ASSIGNED TASK |
Tally the lines below that hold the string "const", and report the tally by itself.

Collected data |
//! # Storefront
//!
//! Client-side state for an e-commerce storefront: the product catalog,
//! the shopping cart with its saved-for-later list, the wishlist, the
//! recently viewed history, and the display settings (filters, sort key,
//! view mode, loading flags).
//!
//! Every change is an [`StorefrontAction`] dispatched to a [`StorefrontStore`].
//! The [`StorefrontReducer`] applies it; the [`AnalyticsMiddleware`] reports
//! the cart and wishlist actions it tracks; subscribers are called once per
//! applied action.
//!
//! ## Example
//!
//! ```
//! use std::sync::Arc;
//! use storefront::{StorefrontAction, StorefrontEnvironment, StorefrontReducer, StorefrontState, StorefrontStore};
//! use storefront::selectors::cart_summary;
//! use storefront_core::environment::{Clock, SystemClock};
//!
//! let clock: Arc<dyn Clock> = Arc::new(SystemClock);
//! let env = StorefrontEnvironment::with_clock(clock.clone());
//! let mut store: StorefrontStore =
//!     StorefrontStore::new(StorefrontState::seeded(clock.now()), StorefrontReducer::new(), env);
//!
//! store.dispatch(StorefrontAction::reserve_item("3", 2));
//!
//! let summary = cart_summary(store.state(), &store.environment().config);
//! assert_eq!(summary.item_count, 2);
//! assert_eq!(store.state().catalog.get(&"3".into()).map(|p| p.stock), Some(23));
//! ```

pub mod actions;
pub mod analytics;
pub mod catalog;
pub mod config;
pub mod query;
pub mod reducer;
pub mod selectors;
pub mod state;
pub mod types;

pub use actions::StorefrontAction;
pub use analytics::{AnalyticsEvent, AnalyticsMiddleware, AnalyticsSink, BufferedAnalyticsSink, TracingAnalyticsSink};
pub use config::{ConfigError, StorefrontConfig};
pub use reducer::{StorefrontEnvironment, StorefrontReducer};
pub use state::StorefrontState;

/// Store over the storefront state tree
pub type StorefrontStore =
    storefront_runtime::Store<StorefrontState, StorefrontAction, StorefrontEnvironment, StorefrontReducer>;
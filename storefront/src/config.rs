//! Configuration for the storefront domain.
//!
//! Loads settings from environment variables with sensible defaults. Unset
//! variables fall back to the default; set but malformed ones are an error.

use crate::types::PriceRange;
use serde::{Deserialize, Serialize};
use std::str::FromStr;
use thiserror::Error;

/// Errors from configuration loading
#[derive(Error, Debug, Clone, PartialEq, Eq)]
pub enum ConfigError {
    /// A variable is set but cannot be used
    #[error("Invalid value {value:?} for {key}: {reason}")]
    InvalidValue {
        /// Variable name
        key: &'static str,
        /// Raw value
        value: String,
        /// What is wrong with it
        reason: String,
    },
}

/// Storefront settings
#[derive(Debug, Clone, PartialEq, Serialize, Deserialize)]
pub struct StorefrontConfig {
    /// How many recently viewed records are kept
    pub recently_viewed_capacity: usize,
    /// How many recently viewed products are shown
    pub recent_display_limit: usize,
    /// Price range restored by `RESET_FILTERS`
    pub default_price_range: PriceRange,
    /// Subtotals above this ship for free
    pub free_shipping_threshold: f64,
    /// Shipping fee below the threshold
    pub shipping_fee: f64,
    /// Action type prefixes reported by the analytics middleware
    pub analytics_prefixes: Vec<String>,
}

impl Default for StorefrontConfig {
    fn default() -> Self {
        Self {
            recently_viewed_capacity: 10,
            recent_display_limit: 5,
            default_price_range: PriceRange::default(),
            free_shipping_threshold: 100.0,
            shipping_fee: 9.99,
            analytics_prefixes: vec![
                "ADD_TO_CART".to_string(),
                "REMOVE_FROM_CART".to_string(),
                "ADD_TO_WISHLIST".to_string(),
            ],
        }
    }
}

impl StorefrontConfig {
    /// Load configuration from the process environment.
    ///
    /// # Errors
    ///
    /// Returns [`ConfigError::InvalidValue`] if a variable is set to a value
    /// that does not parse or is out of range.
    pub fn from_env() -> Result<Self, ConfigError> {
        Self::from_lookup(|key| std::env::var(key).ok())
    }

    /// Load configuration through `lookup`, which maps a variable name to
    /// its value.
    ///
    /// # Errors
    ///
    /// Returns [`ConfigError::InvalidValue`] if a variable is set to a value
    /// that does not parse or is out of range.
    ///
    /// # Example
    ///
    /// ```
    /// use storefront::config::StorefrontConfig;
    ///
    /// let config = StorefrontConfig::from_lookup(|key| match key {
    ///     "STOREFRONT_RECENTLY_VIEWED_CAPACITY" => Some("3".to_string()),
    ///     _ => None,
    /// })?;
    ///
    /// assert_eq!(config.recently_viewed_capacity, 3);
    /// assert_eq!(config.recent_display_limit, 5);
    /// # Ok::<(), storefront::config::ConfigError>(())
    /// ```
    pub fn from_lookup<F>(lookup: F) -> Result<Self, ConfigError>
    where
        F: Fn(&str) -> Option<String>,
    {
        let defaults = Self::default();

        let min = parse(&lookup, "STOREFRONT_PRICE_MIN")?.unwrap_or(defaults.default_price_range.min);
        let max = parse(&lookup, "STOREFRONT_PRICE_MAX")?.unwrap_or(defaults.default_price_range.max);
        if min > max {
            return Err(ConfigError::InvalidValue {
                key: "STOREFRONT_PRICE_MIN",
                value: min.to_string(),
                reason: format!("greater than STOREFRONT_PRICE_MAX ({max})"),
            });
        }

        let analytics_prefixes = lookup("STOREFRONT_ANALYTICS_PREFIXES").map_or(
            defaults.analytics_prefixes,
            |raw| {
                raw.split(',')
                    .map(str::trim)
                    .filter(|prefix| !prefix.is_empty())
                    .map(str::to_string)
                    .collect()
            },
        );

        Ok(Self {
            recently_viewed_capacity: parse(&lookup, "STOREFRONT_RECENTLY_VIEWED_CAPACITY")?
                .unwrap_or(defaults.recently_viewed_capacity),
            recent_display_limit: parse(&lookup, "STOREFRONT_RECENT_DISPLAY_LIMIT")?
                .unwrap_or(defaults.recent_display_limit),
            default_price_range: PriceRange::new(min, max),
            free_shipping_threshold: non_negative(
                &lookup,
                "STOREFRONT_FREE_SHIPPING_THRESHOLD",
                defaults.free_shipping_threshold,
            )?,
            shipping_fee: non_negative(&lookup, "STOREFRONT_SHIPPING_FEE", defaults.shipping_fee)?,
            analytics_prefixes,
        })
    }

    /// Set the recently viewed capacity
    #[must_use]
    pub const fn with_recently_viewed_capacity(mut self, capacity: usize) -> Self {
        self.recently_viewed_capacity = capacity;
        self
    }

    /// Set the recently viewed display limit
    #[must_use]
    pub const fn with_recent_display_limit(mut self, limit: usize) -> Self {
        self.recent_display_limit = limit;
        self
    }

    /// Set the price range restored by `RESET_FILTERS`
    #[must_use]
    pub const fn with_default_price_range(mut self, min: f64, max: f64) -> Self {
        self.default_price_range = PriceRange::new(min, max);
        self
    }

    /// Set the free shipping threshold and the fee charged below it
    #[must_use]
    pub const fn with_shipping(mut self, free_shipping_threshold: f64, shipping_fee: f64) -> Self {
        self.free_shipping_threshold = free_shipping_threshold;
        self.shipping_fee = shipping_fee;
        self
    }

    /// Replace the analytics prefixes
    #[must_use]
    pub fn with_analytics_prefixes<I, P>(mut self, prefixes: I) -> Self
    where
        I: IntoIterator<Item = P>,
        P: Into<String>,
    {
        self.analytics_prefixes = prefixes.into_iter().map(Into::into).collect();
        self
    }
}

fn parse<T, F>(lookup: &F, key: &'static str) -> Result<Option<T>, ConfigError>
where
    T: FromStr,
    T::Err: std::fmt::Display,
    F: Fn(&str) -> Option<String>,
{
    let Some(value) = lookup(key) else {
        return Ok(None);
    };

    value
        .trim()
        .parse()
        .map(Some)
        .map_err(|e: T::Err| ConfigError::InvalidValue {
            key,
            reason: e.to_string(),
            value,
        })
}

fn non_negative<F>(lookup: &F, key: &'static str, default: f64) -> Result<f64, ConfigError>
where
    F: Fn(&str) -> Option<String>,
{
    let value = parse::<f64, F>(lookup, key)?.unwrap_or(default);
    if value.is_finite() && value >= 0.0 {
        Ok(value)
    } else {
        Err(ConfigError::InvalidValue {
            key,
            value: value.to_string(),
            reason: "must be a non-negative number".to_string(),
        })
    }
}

SOLUTION FOR THIS TASK |
4